[The data]
+ + + +
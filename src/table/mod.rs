//! Dynamic CSV tables.
//!
//! Every pipeline step reads one or more CSV files whose column sets vary
//! between data vendors and between steps. `Table` keeps the header order
//! and stores cells as strings; numeric and date views are parsed on demand.

pub mod dates;

use csv::{ReaderBuilder, Trim, WriterBuilder};
use std::collections::HashSet;
use std::io::{Read, Write};
use std::path::Path;
use tempfile::NamedTempFile;
use thiserror::Error;

/// Errors raised while reading, writing or addressing a table.
#[derive(Debug, Error)]
pub enum TableError {
    #[error("I/O error: {0}")]
    Io(#[from] std::io::Error),
    #[error("CSV error: {0}")]
    Csv(#[from] csv::Error),
    #[error("Missing required column: {0}")]
    MissingColumn(String),
    #[error("Failed to replace {path}: {source}")]
    Persist {
        path: String,
        #[source]
        source: tempfile::PersistError,
    },
}

pub type Result<T> = std::result::Result<T, TableError>;

/// An in-memory table with ordered headers and string cells.
#[derive(Debug, Clone, Default, PartialEq)]
pub struct Table {
    headers: Vec<String>,
    rows: Vec<Vec<String>>,
}

/// Borrowed view of a single row.
#[derive(Debug, Clone, Copy)]
pub struct Row<'a> {
    table: &'a Table,
    index: usize,
}

impl<'a> Row<'a> {
    pub fn index(&self) -> usize {
        self.index
    }

    pub fn get(&self, column: &str) -> Option<&'a str> {
        self.table.get(self.index, column)
    }

    pub fn get_f64(&self, column: &str) -> Option<f64> {
        self.table.get_f64(self.index, column)
    }
}

/// Non-null statistics for one column.
#[derive(Debug, Clone, PartialEq)]
pub struct ColumnCompleteness {
    pub column: String,
    pub non_null: usize,
    pub percent: f64,
}

impl Table {
    /// Create an empty table with the given headers.
    pub fn new<S: Into<String>>(headers: impl IntoIterator<Item = S>) -> Self {
        Self {
            headers: headers.into_iter().map(Into::into).collect(),
            rows: Vec::new(),
        }
    }

    /// Read a CSV file with a header row. Short rows are padded with empty cells.
    pub fn read_csv(path: impl AsRef<Path>) -> Result<Self> {
        let file = std::fs::File::open(path.as_ref())?;
        Self::from_reader(file)
    }

    pub fn from_reader<R: Read>(reader: R) -> Result<Self> {
        let mut rdr = ReaderBuilder::new()
            .has_headers(true)
            .flexible(true)
            .trim(Trim::All)
            .from_reader(reader);

        let headers: Vec<String> = rdr.headers()?.iter().map(|h| h.trim().to_string()).collect();
        let width = headers.len();

        let mut rows = Vec::new();
        for record in rdr.records() {
            let record = record?;
            let mut row: Vec<String> = record.iter().map(str::to_string).collect();
            row.resize(width, String::new());
            rows.push(row);
        }

        Ok(Self { headers, rows })
    }

    /// Write the table to `path`, replacing it atomically.
    pub fn write_csv(&self, path: impl AsRef<Path>) -> Result<()> {
        let path = path.as_ref();
        let parent = match path.parent() {
            Some(p) if !p.as_os_str().is_empty() => p,
            _ => Path::new("."),
        };
        std::fs::create_dir_all(parent)?;

        let mut tmp = NamedTempFile::new_in(parent)?;
        self.to_writer(&mut tmp)?;
        tmp.flush()?;
        tmp.persist(path).map_err(|source| TableError::Persist {
            path: path.display().to_string(),
            source,
        })?;
        Ok(())
    }

    pub fn to_writer<W: Write>(&self, writer: W) -> Result<()> {
        let mut wtr = WriterBuilder::new().from_writer(writer);
        wtr.write_record(&self.headers)?;
        for row in &self.rows {
            wtr.write_record(row)?;
        }
        wtr.flush()?;
        Ok(())
    }

    pub fn headers(&self) -> &[String] {
        &self.headers
    }

    pub fn len(&self) -> usize {
        self.rows.len()
    }

    pub fn is_empty(&self) -> bool {
        self.rows.is_empty()
    }

    pub fn row(&self, index: usize) -> Row<'_> {
        Row { table: self, index }
    }

    pub fn rows(&self) -> impl Iterator<Item = Row<'_>> + '_ {
        (0..self.rows.len()).map(move |index| Row { table: self, index })
    }

    pub fn column_index(&self, name: &str) -> Option<usize> {
        self.headers.iter().position(|h| h == name)
    }

    pub fn has_column(&self, name: &str) -> bool {
        self.column_index(name).is_some()
    }

    /// Column index or a `MissingColumn` error.
    pub fn require_column(&self, name: &str) -> Result<usize> {
        self.column_index(name)
            .ok_or_else(|| TableError::MissingColumn(name.to_string()))
    }

    /// Names from `required` that are not present, in the given order.
    pub fn missing_columns<'n>(&self, required: &[&'n str]) -> Vec<&'n str> {
        required
            .iter()
            .copied()
            .filter(|c| !self.has_column(c))
            .collect()
    }

    /// Cell value; empty cells and unknown columns are `None`.
    pub fn get(&self, row: usize, column: &str) -> Option<&str> {
        let idx = self.column_index(column)?;
        let cell = self.rows.get(row)?.get(idx)?;
        if cell.is_empty() {
            None
        } else {
            Some(cell.as_str())
        }
    }

    pub fn get_f64(&self, row: usize, column: &str) -> Option<f64> {
        self.get(row, column).and_then(parse_f64)
    }

    /// Set a cell, adding the column when it does not exist yet.
    pub fn set(&mut self, row: usize, column: &str, value: impl Into<String>) {
        let idx = self.ensure_column(column);
        if let Some(r) = self.rows.get_mut(row) {
            r[idx] = value.into();
        }
    }

    /// Add a column if missing and return its index.
    pub fn ensure_column(&mut self, name: &str) -> usize {
        if let Some(idx) = self.column_index(name) {
            return idx;
        }
        self.headers.push(name.to_string());
        for row in &mut self.rows {
            row.push(String::new());
        }
        self.headers.len() - 1
    }

    /// Add (or overwrite) a column with one value per row.
    pub fn put_column(&mut self, name: &str, values: Vec<String>) {
        let idx = self.ensure_column(name);
        for (row, value) in self.rows.iter_mut().zip(values) {
            row[idx] = value;
        }
    }

    pub fn push_row(&mut self, mut row: Vec<String>) {
        row.resize(self.headers.len(), String::new());
        self.rows.push(row);
    }

    /// Rename columns; pairs whose source column is absent are ignored.
    pub fn rename_columns(&mut self, mapping: &[(&str, &str)]) {
        for (from, to) in mapping {
            if let Some(idx) = self.column_index(from) {
                self.headers[idx] = to.to_string();
            }
        }
    }

    /// Replace all headers in place. Lengths must match.
    pub fn set_headers(&mut self, headers: Vec<String>) {
        debug_assert_eq!(headers.len(), self.headers.len());
        self.headers = headers;
    }

    /// Keep only the listed columns that exist, in the listed order.
    pub fn select(&self, order: &[&str]) -> Table {
        let indices: Vec<usize> = order
            .iter()
            .filter_map(|c| self.column_index(c))
            .collect();
        self.project(&indices)
    }

    /// Keep exactly the listed columns, creating empty ones as needed.
    pub fn select_or_empty(&self, order: &[&str]) -> Table {
        let mut out = Table::new(order.iter().copied());
        for r in 0..self.rows.len() {
            let row = order
                .iter()
                .map(|c| self.get(r, c).unwrap_or_default().to_string())
                .collect();
            out.rows.push(row);
        }
        out
    }

    fn project(&self, indices: &[usize]) -> Table {
        Table {
            headers: indices.iter().map(|&i| self.headers[i].clone()).collect(),
            rows: self
                .rows
                .iter()
                .map(|row| indices.iter().map(|&i| row[i].clone()).collect())
                .collect(),
        }
    }

    /// Drop spreadsheet index columns (`Unnamed: 0` and friends).
    pub fn drop_unnamed(&mut self) {
        let keep: Vec<usize> = (0..self.headers.len())
            .filter(|&i| !self.headers[i].starts_with("Unnamed"))
            .collect();
        *self = self.project(&keep);
    }

    /// Remove exact duplicate rows, keeping the first. Returns the number removed.
    pub fn drop_duplicates(&mut self) -> usize {
        let before = self.rows.len();
        let mut seen = HashSet::new();
        self.rows.retain(|row| seen.insert(row.clone()));
        before - self.rows.len()
    }

    /// Remove rows missing a value in any of `subset`. Returns the number removed.
    ///
    /// Unknown columns count as missing, matching a failed lookup.
    pub fn drop_missing(&mut self, subset: &[&str]) -> usize {
        let indices: Vec<Option<usize>> = subset.iter().map(|c| self.column_index(c)).collect();
        let before = self.rows.len();
        self.rows.retain(|row| {
            indices
                .iter()
                .all(|idx| idx.map(|i| !row[i].is_empty()).unwrap_or(false))
        });
        before - self.rows.len()
    }

    /// Keep rows for which `pred` returns true.
    pub fn filter<F>(&self, mut pred: F) -> Table
    where
        F: FnMut(Row<'_>) -> bool,
    {
        let rows = (0..self.rows.len())
            .filter(|&i| pred(self.row(i)))
            .map(|i| self.rows[i].clone())
            .collect();
        Table {
            headers: self.headers.clone(),
            rows,
        }
    }

    pub fn column_f64(&self, name: &str) -> Vec<Option<f64>> {
        (0..self.rows.len()).map(|r| self.get_f64(r, name)).collect()
    }

    pub fn column_str(&self, name: &str) -> Vec<Option<&str>> {
        (0..self.rows.len()).map(|r| self.get(r, name)).collect()
    }

    /// Apply `f` to every non-empty cell of a column.
    pub fn map_column<F>(&mut self, name: &str, mut f: F)
    where
        F: FnMut(&str) -> String,
    {
        if let Some(idx) = self.column_index(name) {
            for row in &mut self.rows {
                if !row[idx].is_empty() {
                    row[idx] = f(&row[idx]);
                }
            }
        }
    }

    /// Number of empty cells in a column (all rows when the column is absent).
    pub fn missing_count(&self, name: &str) -> usize {
        match self.column_index(name) {
            Some(idx) => self.rows.iter().filter(|r| r[idx].is_empty()).count(),
            None => self.rows.len(),
        }
    }

    pub fn completeness(&self) -> Vec<ColumnCompleteness> {
        let total = self.rows.len();
        self.headers
            .iter()
            .map(|h| {
                let non_null = total - self.missing_count(h);
                let percent = if total == 0 {
                    0.0
                } else {
                    non_null as f64 / total as f64 * 100.0
                };
                ColumnCompleteness {
                    column: h.clone(),
                    non_null,
                    percent,
                }
            })
            .collect()
    }
}

/// Parse a numeric cell. Non-finite and unparseable values are missing.
pub fn parse_f64(s: &str) -> Option<f64> {
    let s = s.trim();
    if s.is_empty() {
        return None;
    }
    s.replace(',', "")
        .parse::<f64>()
        .ok()
        .filter(|v| v.is_finite())
}

/// Round to `decimals` places and render; non-finite values render empty.
pub fn fmt_f64(value: f64, decimals: usize) -> String {
    if !value.is_finite() {
        return String::new();
    }
    let factor = 10f64.powi(decimals as i32);
    let rounded = (value * factor).round() / factor;
    format!("{:.*}", decimals, rounded)
}

pub fn fmt_opt(value: Option<f64>, decimals: usize) -> String {
    value.map(|v| fmt_f64(v, decimals)).unwrap_or_default()
}

/// Render without a fixed precision (shortest round-trip form).
pub fn fmt_plain(value: Option<f64>) -> String {
    match value {
        Some(v) if v.is_finite() => v.to_string(),
        _ => String::new(),
    }
}

/// Round a value the way stored columns are rounded.
pub fn round_to(value: f64, decimals: usize) -> f64 {
    let factor = 10f64.powi(decimals as i32);
    (value * factor).round() / factor
}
+ + + +
[Try it]
List all lines from the entries that include the word "MissingColumn".

[Finished task]
    MissingColumn(String),
    /// Column index or a `MissingColumn` error.
            .ok_or_else(|| TableError::MissingColumn(name.to_string()))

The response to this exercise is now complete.